PROBLEM TO SOLVE:
Among the entries that follow, find every line with the word "tracing" and list it.

** Opening RECORDS SHOWN block **

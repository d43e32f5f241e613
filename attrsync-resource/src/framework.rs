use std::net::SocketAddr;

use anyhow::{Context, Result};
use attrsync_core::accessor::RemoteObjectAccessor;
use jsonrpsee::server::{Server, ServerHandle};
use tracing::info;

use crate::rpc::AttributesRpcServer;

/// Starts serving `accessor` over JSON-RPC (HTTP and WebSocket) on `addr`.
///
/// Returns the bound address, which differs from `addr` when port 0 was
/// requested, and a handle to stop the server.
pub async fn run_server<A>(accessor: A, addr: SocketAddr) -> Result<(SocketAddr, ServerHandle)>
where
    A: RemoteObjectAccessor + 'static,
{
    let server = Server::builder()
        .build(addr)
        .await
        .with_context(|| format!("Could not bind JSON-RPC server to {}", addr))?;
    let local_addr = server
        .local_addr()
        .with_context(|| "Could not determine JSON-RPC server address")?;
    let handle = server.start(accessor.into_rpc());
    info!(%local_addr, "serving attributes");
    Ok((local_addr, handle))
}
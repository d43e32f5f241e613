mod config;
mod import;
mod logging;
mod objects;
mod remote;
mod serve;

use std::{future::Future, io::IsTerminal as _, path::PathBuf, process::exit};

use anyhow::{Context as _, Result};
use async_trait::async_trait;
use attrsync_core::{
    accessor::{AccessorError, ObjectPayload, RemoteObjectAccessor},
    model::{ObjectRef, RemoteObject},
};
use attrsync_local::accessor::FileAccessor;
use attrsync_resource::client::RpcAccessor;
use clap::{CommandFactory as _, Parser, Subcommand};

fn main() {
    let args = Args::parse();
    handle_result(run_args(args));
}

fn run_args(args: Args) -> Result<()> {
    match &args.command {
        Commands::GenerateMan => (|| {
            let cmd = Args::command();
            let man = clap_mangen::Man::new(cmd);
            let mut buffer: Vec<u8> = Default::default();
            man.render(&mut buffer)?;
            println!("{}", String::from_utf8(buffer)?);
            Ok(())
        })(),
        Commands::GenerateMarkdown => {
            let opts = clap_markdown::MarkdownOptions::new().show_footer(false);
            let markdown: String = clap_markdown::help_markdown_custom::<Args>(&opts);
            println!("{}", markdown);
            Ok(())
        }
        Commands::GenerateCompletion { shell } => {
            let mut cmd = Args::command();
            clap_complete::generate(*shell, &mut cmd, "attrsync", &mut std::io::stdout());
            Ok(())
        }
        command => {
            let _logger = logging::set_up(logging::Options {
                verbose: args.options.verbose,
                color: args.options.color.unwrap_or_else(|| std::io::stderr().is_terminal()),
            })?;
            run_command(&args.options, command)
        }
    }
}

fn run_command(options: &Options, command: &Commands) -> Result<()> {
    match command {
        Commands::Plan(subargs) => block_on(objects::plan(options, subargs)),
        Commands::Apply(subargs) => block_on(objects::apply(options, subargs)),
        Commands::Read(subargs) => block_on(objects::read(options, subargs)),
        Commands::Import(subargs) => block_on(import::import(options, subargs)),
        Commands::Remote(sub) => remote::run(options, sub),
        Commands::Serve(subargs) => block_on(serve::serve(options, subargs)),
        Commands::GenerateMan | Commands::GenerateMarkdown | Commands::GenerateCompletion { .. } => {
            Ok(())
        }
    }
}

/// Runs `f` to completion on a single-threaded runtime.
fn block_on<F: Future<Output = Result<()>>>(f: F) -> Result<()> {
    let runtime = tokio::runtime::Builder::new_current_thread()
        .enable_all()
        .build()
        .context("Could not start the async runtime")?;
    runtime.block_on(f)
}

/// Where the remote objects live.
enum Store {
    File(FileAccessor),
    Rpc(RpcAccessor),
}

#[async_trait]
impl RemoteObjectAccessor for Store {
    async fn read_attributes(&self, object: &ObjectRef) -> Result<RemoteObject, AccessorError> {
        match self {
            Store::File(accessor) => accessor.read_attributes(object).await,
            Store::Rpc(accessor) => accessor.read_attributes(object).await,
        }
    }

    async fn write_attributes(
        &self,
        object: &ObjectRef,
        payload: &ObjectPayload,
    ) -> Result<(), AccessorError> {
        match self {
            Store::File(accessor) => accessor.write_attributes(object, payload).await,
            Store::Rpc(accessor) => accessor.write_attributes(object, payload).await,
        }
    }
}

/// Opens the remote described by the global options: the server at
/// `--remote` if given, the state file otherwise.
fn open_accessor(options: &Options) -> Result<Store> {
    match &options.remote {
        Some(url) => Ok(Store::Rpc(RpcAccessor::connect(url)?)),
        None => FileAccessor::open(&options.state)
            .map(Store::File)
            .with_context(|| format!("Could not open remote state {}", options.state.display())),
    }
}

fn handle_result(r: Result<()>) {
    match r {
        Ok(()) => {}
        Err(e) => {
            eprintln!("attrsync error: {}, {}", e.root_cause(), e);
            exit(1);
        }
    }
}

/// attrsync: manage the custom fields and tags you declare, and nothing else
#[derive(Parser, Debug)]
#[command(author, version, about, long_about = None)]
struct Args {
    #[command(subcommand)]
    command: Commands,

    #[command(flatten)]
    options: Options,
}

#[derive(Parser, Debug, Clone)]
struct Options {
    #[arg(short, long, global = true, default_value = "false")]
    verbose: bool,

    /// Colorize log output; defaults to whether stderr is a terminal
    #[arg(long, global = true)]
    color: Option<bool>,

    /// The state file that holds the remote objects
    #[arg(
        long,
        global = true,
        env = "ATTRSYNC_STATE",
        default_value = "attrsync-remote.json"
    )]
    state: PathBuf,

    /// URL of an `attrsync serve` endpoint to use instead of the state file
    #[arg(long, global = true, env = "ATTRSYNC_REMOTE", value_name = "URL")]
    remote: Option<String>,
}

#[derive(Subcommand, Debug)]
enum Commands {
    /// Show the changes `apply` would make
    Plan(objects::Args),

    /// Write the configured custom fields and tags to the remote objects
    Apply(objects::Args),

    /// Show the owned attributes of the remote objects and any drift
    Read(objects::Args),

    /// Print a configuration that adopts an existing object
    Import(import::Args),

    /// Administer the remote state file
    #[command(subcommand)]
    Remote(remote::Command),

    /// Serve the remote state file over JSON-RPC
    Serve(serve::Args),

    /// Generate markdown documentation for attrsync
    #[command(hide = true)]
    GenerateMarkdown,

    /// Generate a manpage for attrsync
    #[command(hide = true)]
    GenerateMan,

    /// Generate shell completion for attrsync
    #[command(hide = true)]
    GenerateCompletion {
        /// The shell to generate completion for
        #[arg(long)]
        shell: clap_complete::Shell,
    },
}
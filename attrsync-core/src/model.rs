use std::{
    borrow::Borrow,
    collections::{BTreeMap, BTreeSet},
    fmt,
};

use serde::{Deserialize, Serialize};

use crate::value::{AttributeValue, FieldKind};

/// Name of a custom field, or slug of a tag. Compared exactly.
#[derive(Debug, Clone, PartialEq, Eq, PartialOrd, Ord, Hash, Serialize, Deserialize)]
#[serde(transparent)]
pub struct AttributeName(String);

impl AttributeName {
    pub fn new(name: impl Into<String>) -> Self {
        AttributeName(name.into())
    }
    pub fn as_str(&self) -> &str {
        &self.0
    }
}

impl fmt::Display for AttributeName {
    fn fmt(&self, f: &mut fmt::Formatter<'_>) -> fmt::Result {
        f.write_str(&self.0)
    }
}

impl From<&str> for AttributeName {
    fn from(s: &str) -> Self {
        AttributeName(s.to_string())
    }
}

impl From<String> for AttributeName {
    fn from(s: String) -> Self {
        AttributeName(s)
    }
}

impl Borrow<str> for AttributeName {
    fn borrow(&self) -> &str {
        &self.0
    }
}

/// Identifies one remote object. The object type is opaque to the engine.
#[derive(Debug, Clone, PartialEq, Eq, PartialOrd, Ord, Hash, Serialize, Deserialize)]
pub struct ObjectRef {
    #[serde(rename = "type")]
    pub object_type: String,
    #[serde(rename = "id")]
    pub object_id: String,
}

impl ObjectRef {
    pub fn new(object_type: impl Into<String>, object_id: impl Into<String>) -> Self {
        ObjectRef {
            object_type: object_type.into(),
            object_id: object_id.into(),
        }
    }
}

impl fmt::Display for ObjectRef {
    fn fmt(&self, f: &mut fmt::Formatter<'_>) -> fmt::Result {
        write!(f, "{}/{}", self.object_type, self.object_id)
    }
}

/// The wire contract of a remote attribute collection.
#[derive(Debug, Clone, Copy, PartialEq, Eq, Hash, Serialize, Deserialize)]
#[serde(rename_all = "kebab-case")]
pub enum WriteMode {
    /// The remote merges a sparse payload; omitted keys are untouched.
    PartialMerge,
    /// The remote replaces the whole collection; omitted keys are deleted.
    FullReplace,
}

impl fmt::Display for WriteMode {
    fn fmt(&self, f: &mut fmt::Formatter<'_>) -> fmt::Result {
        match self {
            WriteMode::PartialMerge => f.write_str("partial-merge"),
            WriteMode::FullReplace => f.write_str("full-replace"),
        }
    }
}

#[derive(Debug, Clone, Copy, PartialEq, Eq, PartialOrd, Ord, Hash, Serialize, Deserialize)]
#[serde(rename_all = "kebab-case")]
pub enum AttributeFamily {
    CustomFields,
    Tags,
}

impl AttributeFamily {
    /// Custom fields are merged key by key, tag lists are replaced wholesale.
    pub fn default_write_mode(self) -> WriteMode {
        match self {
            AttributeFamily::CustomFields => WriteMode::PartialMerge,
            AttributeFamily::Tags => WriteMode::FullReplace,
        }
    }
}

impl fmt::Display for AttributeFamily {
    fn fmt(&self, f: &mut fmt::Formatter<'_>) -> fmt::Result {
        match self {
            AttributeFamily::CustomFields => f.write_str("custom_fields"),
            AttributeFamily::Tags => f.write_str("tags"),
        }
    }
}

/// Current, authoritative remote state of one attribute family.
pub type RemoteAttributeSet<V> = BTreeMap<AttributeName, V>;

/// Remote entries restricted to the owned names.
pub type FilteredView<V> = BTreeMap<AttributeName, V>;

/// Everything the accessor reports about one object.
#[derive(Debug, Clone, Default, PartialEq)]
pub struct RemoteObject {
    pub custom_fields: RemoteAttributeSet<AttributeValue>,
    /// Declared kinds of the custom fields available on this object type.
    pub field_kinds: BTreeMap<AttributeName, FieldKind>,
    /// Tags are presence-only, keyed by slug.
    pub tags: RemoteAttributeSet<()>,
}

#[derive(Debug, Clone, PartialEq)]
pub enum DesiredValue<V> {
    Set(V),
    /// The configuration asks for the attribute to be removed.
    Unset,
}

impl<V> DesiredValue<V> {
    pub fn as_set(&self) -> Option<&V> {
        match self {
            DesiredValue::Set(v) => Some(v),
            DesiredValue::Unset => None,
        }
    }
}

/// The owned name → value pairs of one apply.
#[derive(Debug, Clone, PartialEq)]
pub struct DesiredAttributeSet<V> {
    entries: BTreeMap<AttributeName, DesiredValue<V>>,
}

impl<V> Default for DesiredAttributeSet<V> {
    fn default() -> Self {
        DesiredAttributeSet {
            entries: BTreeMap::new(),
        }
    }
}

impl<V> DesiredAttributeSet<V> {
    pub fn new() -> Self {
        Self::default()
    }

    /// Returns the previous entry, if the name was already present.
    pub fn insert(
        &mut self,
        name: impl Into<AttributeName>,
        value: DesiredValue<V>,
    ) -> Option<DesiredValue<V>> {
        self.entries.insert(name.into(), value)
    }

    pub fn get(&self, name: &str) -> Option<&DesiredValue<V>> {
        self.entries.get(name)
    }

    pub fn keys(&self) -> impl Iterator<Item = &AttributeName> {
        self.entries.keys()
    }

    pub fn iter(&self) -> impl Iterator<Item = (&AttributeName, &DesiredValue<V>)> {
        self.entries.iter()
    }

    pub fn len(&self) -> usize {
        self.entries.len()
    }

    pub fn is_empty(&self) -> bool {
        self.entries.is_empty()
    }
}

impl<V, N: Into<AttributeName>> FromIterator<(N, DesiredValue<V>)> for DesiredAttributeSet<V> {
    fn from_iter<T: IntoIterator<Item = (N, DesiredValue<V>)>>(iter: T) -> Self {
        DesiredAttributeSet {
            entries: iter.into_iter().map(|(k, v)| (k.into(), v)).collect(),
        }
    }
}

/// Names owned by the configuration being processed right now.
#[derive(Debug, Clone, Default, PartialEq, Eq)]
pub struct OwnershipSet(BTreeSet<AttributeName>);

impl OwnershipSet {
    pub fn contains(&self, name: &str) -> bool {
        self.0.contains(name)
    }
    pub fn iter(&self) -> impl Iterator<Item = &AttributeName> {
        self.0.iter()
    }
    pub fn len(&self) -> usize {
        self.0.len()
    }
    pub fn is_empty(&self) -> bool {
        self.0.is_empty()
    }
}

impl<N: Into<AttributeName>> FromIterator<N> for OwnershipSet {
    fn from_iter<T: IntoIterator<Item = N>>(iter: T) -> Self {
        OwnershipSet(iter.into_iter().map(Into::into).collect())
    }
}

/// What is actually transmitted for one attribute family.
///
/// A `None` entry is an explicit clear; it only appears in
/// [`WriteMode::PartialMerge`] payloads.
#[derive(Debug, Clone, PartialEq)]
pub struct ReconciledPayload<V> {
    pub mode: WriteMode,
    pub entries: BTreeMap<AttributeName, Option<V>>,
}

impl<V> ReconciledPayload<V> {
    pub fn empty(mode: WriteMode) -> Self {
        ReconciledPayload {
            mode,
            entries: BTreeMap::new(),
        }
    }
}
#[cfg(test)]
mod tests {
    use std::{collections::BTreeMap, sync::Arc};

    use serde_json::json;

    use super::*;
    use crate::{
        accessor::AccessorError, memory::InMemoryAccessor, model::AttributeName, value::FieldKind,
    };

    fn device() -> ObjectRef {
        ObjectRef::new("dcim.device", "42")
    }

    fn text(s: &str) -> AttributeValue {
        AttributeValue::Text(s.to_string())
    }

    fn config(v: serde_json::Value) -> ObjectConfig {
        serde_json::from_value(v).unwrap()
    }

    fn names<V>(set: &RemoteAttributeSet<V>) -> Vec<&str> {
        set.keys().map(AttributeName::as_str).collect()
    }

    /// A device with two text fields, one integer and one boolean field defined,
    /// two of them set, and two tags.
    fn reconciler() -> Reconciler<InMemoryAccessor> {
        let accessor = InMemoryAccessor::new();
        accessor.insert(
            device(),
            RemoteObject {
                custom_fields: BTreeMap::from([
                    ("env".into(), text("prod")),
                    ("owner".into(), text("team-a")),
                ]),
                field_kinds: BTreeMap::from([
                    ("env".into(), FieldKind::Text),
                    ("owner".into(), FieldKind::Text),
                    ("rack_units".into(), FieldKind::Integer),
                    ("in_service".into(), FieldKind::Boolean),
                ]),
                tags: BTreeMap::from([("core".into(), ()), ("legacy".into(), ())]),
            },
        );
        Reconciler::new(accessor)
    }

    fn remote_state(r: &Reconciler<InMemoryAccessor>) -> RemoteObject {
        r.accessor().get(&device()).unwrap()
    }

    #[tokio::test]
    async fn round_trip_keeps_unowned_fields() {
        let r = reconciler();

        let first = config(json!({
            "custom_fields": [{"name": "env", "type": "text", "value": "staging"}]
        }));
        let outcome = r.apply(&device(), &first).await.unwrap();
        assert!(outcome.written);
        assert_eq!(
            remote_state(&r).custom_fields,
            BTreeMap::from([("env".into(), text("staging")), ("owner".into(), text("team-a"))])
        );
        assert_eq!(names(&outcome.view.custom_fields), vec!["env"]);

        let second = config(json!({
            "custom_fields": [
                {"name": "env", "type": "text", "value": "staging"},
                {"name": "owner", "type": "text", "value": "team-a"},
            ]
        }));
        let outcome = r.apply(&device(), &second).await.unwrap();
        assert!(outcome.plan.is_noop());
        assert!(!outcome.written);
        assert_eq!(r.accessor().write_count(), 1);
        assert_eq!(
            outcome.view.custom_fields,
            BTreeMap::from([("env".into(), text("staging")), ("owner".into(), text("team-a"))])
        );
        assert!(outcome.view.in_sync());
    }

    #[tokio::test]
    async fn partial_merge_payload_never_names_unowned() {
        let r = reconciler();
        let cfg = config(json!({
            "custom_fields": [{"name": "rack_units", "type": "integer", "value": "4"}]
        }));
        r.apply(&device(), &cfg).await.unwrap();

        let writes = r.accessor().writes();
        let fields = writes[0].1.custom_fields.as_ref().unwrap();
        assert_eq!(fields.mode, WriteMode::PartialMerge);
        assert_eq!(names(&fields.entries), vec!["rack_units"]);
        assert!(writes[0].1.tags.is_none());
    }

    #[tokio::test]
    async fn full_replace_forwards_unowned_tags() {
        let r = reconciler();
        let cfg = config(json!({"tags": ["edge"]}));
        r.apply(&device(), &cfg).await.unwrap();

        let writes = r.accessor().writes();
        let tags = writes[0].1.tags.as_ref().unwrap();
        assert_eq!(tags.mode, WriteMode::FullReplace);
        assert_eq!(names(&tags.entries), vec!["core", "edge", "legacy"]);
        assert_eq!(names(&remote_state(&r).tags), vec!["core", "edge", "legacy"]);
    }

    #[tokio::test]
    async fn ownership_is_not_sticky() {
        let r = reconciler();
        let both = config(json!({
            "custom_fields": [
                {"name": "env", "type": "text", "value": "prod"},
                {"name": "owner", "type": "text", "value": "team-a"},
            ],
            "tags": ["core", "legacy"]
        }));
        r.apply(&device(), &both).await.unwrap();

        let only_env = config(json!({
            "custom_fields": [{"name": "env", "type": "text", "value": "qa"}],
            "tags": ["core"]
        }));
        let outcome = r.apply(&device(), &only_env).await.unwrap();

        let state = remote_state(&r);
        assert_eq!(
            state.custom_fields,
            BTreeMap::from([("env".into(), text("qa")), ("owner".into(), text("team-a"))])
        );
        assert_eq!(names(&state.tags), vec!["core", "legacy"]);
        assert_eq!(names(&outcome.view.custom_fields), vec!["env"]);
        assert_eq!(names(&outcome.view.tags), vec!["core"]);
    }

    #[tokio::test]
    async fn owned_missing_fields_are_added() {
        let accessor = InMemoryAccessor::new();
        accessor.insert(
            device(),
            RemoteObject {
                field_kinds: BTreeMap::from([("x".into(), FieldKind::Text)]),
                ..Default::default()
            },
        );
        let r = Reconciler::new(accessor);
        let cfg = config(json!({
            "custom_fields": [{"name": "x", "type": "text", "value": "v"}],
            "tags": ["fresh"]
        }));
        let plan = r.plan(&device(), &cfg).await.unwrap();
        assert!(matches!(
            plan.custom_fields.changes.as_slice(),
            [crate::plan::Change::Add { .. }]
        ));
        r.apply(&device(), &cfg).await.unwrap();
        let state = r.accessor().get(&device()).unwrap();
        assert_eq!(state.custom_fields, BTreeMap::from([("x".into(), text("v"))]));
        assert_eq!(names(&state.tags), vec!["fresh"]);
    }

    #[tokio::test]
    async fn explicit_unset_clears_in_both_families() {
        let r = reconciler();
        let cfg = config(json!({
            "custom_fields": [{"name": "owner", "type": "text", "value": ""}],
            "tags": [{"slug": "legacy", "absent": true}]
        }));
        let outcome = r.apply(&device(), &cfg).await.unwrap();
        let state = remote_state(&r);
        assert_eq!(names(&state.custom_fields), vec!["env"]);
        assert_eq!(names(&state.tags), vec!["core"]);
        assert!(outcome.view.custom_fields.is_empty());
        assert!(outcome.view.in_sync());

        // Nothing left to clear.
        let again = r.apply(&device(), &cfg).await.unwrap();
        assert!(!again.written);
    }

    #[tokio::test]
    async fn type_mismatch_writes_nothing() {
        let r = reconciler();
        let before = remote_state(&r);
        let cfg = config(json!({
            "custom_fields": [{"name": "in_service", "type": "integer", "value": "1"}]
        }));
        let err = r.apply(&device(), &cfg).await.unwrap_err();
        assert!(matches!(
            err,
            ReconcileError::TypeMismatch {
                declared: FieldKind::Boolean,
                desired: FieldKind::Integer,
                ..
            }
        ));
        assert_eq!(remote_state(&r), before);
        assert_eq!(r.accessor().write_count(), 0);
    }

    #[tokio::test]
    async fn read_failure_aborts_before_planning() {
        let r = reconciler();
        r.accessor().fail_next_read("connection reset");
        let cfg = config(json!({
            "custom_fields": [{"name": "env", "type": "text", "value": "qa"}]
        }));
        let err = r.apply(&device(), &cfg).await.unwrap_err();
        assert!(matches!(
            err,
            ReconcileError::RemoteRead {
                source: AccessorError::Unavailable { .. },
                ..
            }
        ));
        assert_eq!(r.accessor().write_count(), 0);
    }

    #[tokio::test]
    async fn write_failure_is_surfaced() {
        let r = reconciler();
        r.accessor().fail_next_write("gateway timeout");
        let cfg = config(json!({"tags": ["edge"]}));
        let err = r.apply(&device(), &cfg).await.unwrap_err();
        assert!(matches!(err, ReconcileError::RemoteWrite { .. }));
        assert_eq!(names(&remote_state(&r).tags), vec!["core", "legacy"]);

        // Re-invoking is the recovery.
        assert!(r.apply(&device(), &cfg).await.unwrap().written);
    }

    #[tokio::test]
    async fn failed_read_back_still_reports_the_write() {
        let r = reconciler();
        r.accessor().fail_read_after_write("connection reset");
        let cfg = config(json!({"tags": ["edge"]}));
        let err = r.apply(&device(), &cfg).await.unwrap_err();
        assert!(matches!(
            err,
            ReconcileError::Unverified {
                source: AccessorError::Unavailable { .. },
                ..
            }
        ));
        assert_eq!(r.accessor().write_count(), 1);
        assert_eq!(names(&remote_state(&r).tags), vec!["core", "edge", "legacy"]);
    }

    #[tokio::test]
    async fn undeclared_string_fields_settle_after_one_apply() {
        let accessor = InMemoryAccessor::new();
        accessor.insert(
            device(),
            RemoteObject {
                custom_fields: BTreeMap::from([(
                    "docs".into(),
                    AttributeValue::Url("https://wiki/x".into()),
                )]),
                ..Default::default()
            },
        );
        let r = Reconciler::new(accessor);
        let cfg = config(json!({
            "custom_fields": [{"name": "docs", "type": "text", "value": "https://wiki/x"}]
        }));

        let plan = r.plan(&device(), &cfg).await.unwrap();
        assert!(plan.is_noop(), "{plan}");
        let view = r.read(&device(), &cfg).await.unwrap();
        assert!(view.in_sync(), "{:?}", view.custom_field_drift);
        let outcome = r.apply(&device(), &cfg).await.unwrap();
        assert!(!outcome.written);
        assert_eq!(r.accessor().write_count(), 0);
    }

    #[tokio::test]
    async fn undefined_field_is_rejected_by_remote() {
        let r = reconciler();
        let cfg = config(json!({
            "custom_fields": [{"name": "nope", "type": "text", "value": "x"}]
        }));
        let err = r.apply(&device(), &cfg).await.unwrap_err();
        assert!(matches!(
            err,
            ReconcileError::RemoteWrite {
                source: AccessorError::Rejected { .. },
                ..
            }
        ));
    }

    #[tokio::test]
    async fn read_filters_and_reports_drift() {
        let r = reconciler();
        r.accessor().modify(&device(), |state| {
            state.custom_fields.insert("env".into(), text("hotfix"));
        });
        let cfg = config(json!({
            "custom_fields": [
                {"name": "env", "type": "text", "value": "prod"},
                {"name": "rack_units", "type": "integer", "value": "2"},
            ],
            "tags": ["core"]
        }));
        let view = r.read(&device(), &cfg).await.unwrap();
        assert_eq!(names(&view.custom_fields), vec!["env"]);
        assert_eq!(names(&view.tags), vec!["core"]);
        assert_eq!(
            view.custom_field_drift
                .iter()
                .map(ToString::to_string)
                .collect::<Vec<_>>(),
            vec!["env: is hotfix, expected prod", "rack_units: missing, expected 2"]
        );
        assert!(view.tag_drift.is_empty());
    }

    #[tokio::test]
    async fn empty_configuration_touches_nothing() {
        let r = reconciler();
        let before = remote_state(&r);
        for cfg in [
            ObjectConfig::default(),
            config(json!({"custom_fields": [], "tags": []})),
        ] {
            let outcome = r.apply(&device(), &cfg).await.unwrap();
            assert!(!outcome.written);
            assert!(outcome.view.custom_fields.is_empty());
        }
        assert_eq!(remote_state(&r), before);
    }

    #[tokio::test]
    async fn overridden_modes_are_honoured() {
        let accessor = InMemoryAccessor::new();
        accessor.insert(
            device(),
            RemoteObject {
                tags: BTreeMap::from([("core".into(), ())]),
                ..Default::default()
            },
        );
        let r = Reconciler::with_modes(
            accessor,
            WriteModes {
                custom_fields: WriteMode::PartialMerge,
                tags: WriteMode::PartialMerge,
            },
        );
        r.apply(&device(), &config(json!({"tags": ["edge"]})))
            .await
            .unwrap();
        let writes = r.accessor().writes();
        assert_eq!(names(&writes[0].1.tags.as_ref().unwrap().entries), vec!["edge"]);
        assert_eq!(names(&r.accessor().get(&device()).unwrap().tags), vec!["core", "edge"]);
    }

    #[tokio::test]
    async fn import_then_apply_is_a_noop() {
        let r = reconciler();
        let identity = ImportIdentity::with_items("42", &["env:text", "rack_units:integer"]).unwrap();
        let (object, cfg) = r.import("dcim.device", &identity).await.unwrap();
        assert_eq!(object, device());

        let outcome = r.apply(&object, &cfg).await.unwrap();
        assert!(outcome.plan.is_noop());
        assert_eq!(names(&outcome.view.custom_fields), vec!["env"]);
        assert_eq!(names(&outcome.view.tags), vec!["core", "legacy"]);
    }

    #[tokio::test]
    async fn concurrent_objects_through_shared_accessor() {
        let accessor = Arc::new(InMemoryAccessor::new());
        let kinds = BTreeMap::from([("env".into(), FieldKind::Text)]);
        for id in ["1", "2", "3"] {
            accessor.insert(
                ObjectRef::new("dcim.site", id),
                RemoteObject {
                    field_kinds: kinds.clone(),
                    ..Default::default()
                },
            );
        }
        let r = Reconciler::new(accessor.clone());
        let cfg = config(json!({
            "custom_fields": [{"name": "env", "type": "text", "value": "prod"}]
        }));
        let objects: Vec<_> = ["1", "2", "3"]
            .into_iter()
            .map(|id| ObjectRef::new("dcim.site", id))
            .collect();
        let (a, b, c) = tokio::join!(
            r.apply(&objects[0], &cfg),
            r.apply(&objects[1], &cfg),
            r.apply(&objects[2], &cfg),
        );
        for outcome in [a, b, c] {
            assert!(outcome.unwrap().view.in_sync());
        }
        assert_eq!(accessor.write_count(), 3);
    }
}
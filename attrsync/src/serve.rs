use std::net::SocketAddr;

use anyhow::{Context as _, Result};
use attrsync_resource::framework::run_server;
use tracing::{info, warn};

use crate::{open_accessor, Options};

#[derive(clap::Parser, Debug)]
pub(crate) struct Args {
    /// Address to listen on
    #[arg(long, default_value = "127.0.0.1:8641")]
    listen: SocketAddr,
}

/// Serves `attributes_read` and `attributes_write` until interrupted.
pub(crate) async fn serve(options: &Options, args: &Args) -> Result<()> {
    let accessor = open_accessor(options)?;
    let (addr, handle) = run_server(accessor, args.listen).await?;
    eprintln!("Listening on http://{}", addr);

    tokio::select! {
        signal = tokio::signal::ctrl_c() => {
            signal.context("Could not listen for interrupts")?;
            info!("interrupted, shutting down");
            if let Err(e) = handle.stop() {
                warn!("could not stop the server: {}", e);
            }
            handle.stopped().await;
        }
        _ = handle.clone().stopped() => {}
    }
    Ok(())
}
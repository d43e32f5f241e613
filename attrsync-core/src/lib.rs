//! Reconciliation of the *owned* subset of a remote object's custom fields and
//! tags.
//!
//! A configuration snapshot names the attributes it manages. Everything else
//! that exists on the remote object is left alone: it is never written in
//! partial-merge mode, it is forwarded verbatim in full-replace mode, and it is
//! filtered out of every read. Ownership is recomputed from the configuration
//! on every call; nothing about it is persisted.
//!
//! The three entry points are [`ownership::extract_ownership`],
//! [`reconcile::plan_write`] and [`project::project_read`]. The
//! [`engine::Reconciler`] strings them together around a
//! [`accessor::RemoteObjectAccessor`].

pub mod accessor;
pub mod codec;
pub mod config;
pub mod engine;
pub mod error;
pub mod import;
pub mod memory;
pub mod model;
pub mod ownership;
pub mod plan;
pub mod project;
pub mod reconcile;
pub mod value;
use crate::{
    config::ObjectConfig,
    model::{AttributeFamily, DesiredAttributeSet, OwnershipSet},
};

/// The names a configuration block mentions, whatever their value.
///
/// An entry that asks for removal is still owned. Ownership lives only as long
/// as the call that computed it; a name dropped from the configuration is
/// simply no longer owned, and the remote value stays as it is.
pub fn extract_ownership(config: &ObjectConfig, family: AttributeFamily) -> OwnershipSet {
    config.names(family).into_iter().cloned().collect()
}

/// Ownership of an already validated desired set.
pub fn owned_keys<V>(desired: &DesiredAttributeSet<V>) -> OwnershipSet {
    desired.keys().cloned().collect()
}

** Closing RECORDS SHOWN block **

RESULT OF THIS EXERCISE:
use tracing::info;
use tracing::{info, warn};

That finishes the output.